LARP1 is the largest of a 7-member family of LARP proteins (others are: LARP1B, LARP3 (aka genuine La or SSB), LARP4A, LARP4B, LARP6 and LARP7). All LARP proteins, including human LARPs, contain 2 conserved regions. The first conserved region shares homology with La proteins (called the La motif, see SSB) whereas the second conserved region (called the LA- motif) is restricted to LARP proteins. LARP1 and 1B also contain a conserved "DM15 region" within their C-terminus. This region is unique and has been shown to be required for RNA-binding. Mouse Larp1 is expressed in dorsal root ganglia and spinal cord, as well as in developing organs characterized by epithelial-mesenchymal interactions. Human LARP1 is present at low levels in normal, non-embryonic cells but is highly expressed in epithelial cancers (such as ovarian, colorectal, prostate, non-small cell lung, hepatocellular and cervical cancers). Some studies have shown that high levels of LARP1 protein correlate with worse prognosis in cancer patients.
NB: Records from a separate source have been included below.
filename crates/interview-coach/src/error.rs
use crate::catalog::CatalogError;
use crate::config::ConfigError;
use crate::critique::CritiqueError;
use crate::practice::{PracticeServiceError, RepositoryError};
use crate::telemetry::TelemetryError;
use axum::http::StatusCode;
use axum::response::{IntoResponse, Response};
use axum::Json;
use serde_json::json;
use std::fmt;

#[derive(Debug)]
pub enum AppError {
    Config(ConfigError),
    Telemetry(TelemetryError),
    Io(std::io::Error),
    Server(axum::Error),
    Catalog(CatalogError),
    Critique(CritiqueError),
    Practice(PracticeServiceError),
}

impl AppError {
    pub fn status(&self) -> StatusCode {
        match self {
            AppError::Practice(err) => practice_status(err),
            AppError::Critique(err) => critique_status(err),
            AppError::Config(_)
            | AppError::Telemetry(_)
            | AppError::Io(_)
            | AppError::Server(_)
            | AppError::Catalog(_) => StatusCode::INTERNAL_SERVER_ERROR,
        }
    }
}

fn practice_status(err: &PracticeServiceError) -> StatusCode {
    match err {
        PracticeServiceError::UnknownQuestion(_) => StatusCode::NOT_FOUND,
        PracticeServiceError::EmptyAnswer(_) => StatusCode::BAD_REQUEST,
        PracticeServiceError::CritiqueUnavailable => StatusCode::SERVICE_UNAVAILABLE,
        PracticeServiceError::Critique(err) => critique_status(err),
        PracticeServiceError::Repository(RepositoryError::NotFound) => StatusCode::NOT_FOUND,
        PracticeServiceError::Repository(RepositoryError::Conflict) => StatusCode::CONFLICT,
        PracticeServiceError::Repository(RepositoryError::Unavailable(_)) => {
            StatusCode::INTERNAL_SERVER_ERROR
        }
    }
}

fn critique_status(err: &CritiqueError) -> StatusCode {
    match err {
        CritiqueError::EmptyAnswer => StatusCode::BAD_REQUEST,
        CritiqueError::MissingApiKey => StatusCode::SERVICE_UNAVAILABLE,
        CritiqueError::Transport(_)
        | CritiqueError::Upstream { .. }
        | CritiqueError::EmptyResponse
        | CritiqueError::Malformed(_) => StatusCode::INTERNAL_SERVER_ERROR,
    }
}

impl fmt::Display for AppError {
    fn fmt(&self, f: &mut fmt::Formatter<'_>) -> fmt::Result {
        match self {
            AppError::Config(err) => write!(f, "configuration error: {}", err),
            AppError::Telemetry(err) => write!(f, "telemetry error: {}", err),
            AppError::Io(err) => write!(f, "io error: {}", err),
            AppError::Server(err) => write!(f, "server error: {}", err),
            AppError::Catalog(err) => write!(f, "catalog error: {}", err),
            AppError::Critique(err) => write!(f, "{}", err),
            AppError::Practice(err) => write!(f, "{}", err),
        }
    }
}

impl std::error::Error for AppError {
    fn source(&self) -> Option<&(dyn std::error::Error + 'static)> {
        match self {
            AppError::Config(err) => Some(err),
            AppError::Telemetry(err) => Some(err),
            AppError::Io(err) => Some(err),
            AppError::Server(err) => Some(err),
            AppError::Catalog(err) => Some(err),
            AppError::Critique(err) => Some(err),
            AppError::Practice(err) => Some(err),
        }
    }
}

impl IntoResponse for AppError {
    fn into_response(self) -> Response {
        let status = self.status();
        let body = Json(json!({ "error": self.to_string() }));
        (status, body).into_response()
    }
}

impl From<ConfigError> for AppError {
    fn from(value: ConfigError) -> Self {
        Self::Config(value)
    }
}

impl From<TelemetryError> for AppError {
    fn from(value: TelemetryError) -> Self {
        Self::Telemetry(value)
    }
}

impl From<std::io::Error> for AppError {
    fn from(value: std::io::Error) -> Self {
        Self::Io(value)
    }
}

impl From<axum::Error> for AppError {
    fn from(value: axum::Error) -> Self {
        Self::Server(value)
    }
}

impl From<CatalogError> for AppError {
    fn from(value: CatalogError) -> Self {
        Self::Catalog(value)
    }
}

impl From<CritiqueError> for AppError {
    fn from(value: CritiqueError) -> Self {
        Self::Critique(value)
    }
}

impl From<PracticeServiceError> for AppError {
    fn from(value: PracticeServiceError) -> Self {
        Self::Practice(value)
    }
}
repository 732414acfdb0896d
mod common;
use crate::cli::ServeArgs;
use crate::infra::{load_catalog, AppState, InMemorySessionRepository};
use crate::routes::with_practice_routes;
use axum::Extension;
use axum_prometheus::PrometheusMetricLayer;
use interview_coach::config::AppConfig;
use interview_coach::telemetry;
use interview_coach::{AppError, OpenAiCritiqueClient, PracticeService};
use std::sync::atomic::Ordering;
use std::sync::Arc;
use tracing::{info, warn};

pub(crate) async fn run(mut args: ServeArgs) -> Result<(), AppError> {
    let mut config = AppConfig::load()?;

    if let Some(host) = args.host.take() {
        config.server.host = host;
    }
    if let Some(port) = args.port.take() {
        config.server.port = port;
    }

    telemetry::init(&config.telemetry, config.environment)?;

    let (prometheus_layer, prometheus_handle) = PrometheusMetricLayer::pair();
    let readiness_flag = Arc::new(std::sync::atomic::AtomicBool::new(false));
    let app_state = AppState {
        readiness: readiness_flag.clone(),
        metrics: Arc::new(prometheus_handle),
    };

    let catalog = Arc::new(load_catalog(config.catalog.path.as_deref())?);
    let repository = Arc::new(InMemorySessionRepository::default());
    let mut practice_service = PracticeService::new(catalog, repository);
    if config.critique.enabled() {
        let client = OpenAiCritiqueClient::from_config(&config.critique)?;
        info!(model = client.model(), "answer critiques enabled");
        practice_service = practice_service.with_critic(Arc::new(client));
    } else {
        warn!("OPENAI_API_KEY not set; critique endpoints will respond 503");
    }

    let app = with_practice_routes(Arc::new(practice_service))
        .layer(Extension(app_state))
        .layer(prometheus_layer);

    let addr = config.server.socket_addr()?;
    let listener = tokio::net::TcpListener::bind(addr).await?;
    readiness_flag.store(true, Ordering::Release);

    info!(?config.environment, %addr, "interview coach api ready");

    axum::serve(listener, app).await?;
    Ok(())
}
LARP1 binds to and regulates the translation of terminal oligopyrimidine motif (TOP mRNAs) and can directly interact with the 5' cap of mRNAs. It has also been shown to interact with the 3' end and coding regions (CDS) of other genes. LARP1 protein colocalizes with stress granules and P-bodies, which function in RNA storage and degradation. It has been suggested that LARP1 functions in P-bodies to attenuate the abundance of conserved Ras-MAPK mRNAs. The cluster of LARP1 homologs may function to control the expression of key developmental regulators.
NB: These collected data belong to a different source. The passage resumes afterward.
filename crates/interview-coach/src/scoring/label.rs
use std::fmt;

use serde::{Deserialize, Serialize};

/// Qualitative band for a score. Shared with the external critique contract.
#[derive(Debug, Clone, Copy, PartialEq, Eq, Hash, PartialOrd, Ord, Serialize, Deserialize)]
#[serde(rename_all = "kebab-case")]
pub enum ScoreLabel {
    NeedsImprovement,
    Developing,
    Strong,
    Excellent,
}

impl ScoreLabel {
    /// Inclusive lower bounds, checked from the top band down.
    pub fn from_score(score: u8) -> Self {
        match score {
            85.. => ScoreLabel::Excellent,
            70..=84 => ScoreLabel::Strong,
            50..=69 => ScoreLabel::Developing,
            _ => ScoreLabel::NeedsImprovement,
        }
    }

    pub fn as_str(&self) -> &'static str {
        match self {
            ScoreLabel::Excellent => "excellent",
            ScoreLabel::Strong => "strong",
            ScoreLabel::Developing => "developing",
            ScoreLabel::NeedsImprovement => "needs-improvement",
        }
    }

    pub fn title(&self) -> &'static str {
        match self {
            ScoreLabel::Excellent => "Interview ready",
            ScoreLabel::Strong => "Very good",
            ScoreLabel::Developing => "Taking shape",
            ScoreLabel::NeedsImprovement => "Getting started",
        }
    }

    pub fn tone(&self) -> &'static str {
        match self {
            ScoreLabel::Excellent => "Every point the interviewer wants to hear is there.",
            ScoreLabel::Strong => {
                "The essentials are solid. A few more details would make it complete."
            }
            ScoreLabel::Developing => {
                "The structure is in place; add more examples and evidence."
            }
            ScoreLabel::NeedsImprovement => {
                "Bring out the key points and your own experience more clearly."
            }
        }
    }
}

impl fmt::Display for ScoreLabel {
    fn fmt(&self, f: &mut fmt::Formatter<'_>) -> fmt::Result {
        f.write_str(self.as_str())
    }
}
use crate::catalog::{Expectations, Question, QuestionCategory, QuestionId};

pub(super) fn question(category: QuestionCategory, min_word_count: u32) -> Question {
    Question {
        id: QuestionId::from("event-loop"),
        category,
        prompt: "Explain how the JavaScript event loop works.".to_string(),
        expectations: Expectations {
            core_topics: vec![
                "call stack".to_string(),
                "task queue".to_string(),
                "rendering impact".to_string(),
                "asynchronous work".to_string(),
            ],
            bonus_topics: vec!["microtask".to_string(), "web worker".to_string()],
            min_word_count,
            competencies: vec!["language internals".to_string()],
            guidance: "Walk through the queue.".to_string(),
        },
    }
}

pub(super) fn technical_question() -> Question {
    question(QuestionCategory::Technical, 50)
}

pub(super) fn behavioral_question() -> Question {
    question(QuestionCategory::Behavioral, 50)
}

/// `count` neutral tokens that match no rubric term or vocabulary entry.
pub(super) fn filler(count: usize) -> String {
    vec!["word"; count].join(" ")
}

pub(super) fn sample_answers() -> Vec<String> {
    vec![
        String::new(),
        "   ".to_string(),
        "call stack".to_string(),
        filler(130),
        format!("First the call stack, next the task queue. {}", filler(30)),
        format!(
            "I blame nothing on the team; the rendering impact was stuck {}",
            filler(200)
        ),
        "먼저 call stack 다음으로 task queue 결과적으로 rendering impact 협업 공감".to_string(),
        full_coverage_answer(),
    ]
}

/// Hits all core and bonus topics, three connectives and three general soft skills; 58 words.
pub(super) fn full_coverage_answer() -> String {
    format!(
        "I explain the call stack and the task queue, and as a result the rendering impact of \
         asynchronous work on the team. I share why a microtask or a web worker helps because \
         the outcome has real impact. {}",
        filler(20)
    )
}
//! Fixed word lists consulted by every evaluation. Structure signals are mostly
//! Korean connectives; the soft-skill and tone lists pair Korean and English terms.

use crate::catalog::QuestionCategory;

/// Sequencing and causal connectives that signal a structured answer.
pub const STRUCTURE_SIGNALS: &[&str] = &[
    "먼저",
    "다음으로",
    "그 다음",
    "이후",
    "마지막으로",
    "결론적으로",
    "예를 들어",
    "결과적으로",
    "because",
    "as a result",
    "outcome",
];

/// Soft-skill signals credited for every question.
pub const GENERAL_SOFT_SKILLS: &[&str] = &[
    "협업",
    "team",
    "이해관계자",
    "stakeholder",
    "소통",
    "communicate",
    "정렬",
    "align",
    "영향",
    "impact",
    "고객",
    "customer",
    "문서화",
    "document",
    "공유",
    "share",
    "학습",
    "learn",
];

/// Interpersonal signals credited only for behavioral questions.
pub const INTERPERSONAL_SOFT_SKILLS: &[&str] = &[
    "공감",
    "empathy",
    "지원",
    "support",
    "경청",
    "listen",
    "피드백",
    "feedback",
    "신뢰",
    "trust",
    "존중",
    "respect",
    "포용",
    "inclusion",
    "동기부여",
    "motivated",
    "균형",
    "balance",
    "성장",
    "growth",
];

pub const POSITIVE_TONE_WORDS: &[&str] = &[
    "감사",
    "기쁘",
    "자랑스럽",
    "자신 있",
    "배웠",
    "개선했",
    "성공",
    "뿌듯",
    "excited",
    "proud",
    "confident",
    "learned",
    "improved",
    "successful",
    "grateful",
];

/// Deflecting or defeatist phrasing an interviewer may read as a red flag.
pub const NEGATIVE_TONE_FLAGS: &[&str] = &[
    "탓",
    "아무것도",
    "불가능",
    "막혔",
    "좌절",
    "실패만",
    "포기",
    "blame",
    "nothing",
    "impossible",
    "stuck",
];

/// Upper bound on the number of signals needed for full structure or soft-skill credit.
pub const SIGNAL_TARGET: usize = 6;

pub fn soft_skill_pool(category: QuestionCategory) -> Vec<&'static str> {
    match category {
        QuestionCategory::Technical => GENERAL_SOFT_SKILLS.to_vec(),
        QuestionCategory::Behavioral => GENERAL_SOFT_SKILLS
            .iter()
            .chain(INTERPERSONAL_SOFT_SKILLS)
            .copied()
            .collect(),
    }
}
use crate::catalog::Question;

pub const SYSTEM_PROMPT: &str = "You are an assistant to a job interviewer. Evaluate answers \
fairly and specifically, and return nothing but the JSON result.";

/// User message asking the model to grade one answer against the question rubric.
pub fn build_prompt(question: &Question, answer: &str) -> String {
    let expectations = &question.expectations;
    let bonus_topics = if expectations.bonus_topics.is_empty() {
        "none".to_string()
    } else {
        expectations.bonus_topics.join(", ")
    };

    format!(
        r#"Below is a candidate's answer from a technical or behavioral interview. Evaluate it from the interviewer's point of view and summarise the result as JSON.

Interview question: {prompt}
Expected key points: {core}
Bonus points if mentioned: {bonus}
Competencies assessed: {competencies}
Recommended length (words): {min_words}

Candidate answer:
"""
{answer}
"""

Follow this JSON schema exactly.
{{
  "score": number (0-100),
  "label": "excellent" | "strong" | "developing" | "needs-improvement",
  "summary": string,
  "strengths": string[],
  "improvements": string[],
  "followUpQuestions": string[]
}}

- Scoring: weigh coverage of the key points, structure, depth and how collaboration and attitude come across.
- Choose the label from the score and keep it consistent.
- summary: two or three sentences on the overall impression of the answer.
- strengths and improvements: two or three bullets each.
- followUpQuestions: one or two questions the interviewer could ask next.
- Do not write anything outside the JSON."#,
        prompt = question.prompt,
        core = expectations.core_topics.join(", "),
        bonus = bonus_topics,
        competencies = expectations.competencies.join(", "),
        min_words = expectations.min_word_count,
        answer = answer,
    )
}
use crate::config::{AppEnvironment, TelemetryConfig};
use std::fmt;
use tracing_subscriber::filter::ParseError;
use tracing_subscriber::EnvFilter;

#[derive(Debug)]
pub enum TelemetryError {
    EnvFilter { value: String, source: ParseError },
    Subscriber(Box<dyn std::error::Error + Send + Sync>),
}

impl fmt::Display for TelemetryError {
    fn fmt(&self, f: &mut fmt::Formatter<'_>) -> fmt::Result {
        match self {
            TelemetryError::EnvFilter { value, .. } => {
                write!(f, "invalid log level/filter '{value}': unable to build EnvFilter")
            }
            TelemetryError::Subscriber(err) => write!(f, "failed to install subscriber: {err}"),
        }
    }
}

impl std::error::Error for TelemetryError {
    fn source(&self) -> Option<&(dyn std::error::Error + 'static)> {
        match self {
            TelemetryError::EnvFilter { source, .. } => Some(source),
            TelemetryError::Subscriber(err) => Some(&**err),
        }
    }
}

/// Build the filter from `RUST_LOG` when present, falling back to the configured level.
pub fn env_filter(config: &TelemetryConfig) -> Result<EnvFilter, TelemetryError> {
    match EnvFilter::try_from_default_env() {
        Ok(filter) => Ok(filter),
        Err(_) => {
            EnvFilter::try_new(&config.log_level).map_err(|source| TelemetryError::EnvFilter {
                value: config.log_level.clone(),
                source,
            })
        }
    }
}

/// Install the global fmt subscriber. Colors are only used during local development.
pub fn init(config: &TelemetryConfig, environment: AppEnvironment) -> Result<(), TelemetryError> {
    let env_filter = env_filter(config)?;

    tracing_subscriber::fmt()
        .with_env_filter(env_filter)
        .with_target(false)
        .compact()
        .with_ansi(environment == AppEnvironment::Development)
        .try_init()
        .map_err(TelemetryError::Subscriber)
}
Several studies have demonstrated that LARP1 deficiency selectively affects the recruitment of TOP mRNAs to polysomes. In some cancer cells, LARP1 deficiency reduces proliferation and activates apoptotic cell death. Even though a decrease abundance of proteins encoded by TOP mRNAs has been reported in LARP1 silenced cells, some researchers believe that this can be explained simply by the reduced number of TOP mRNA transcripts in LARP1-deficient cells.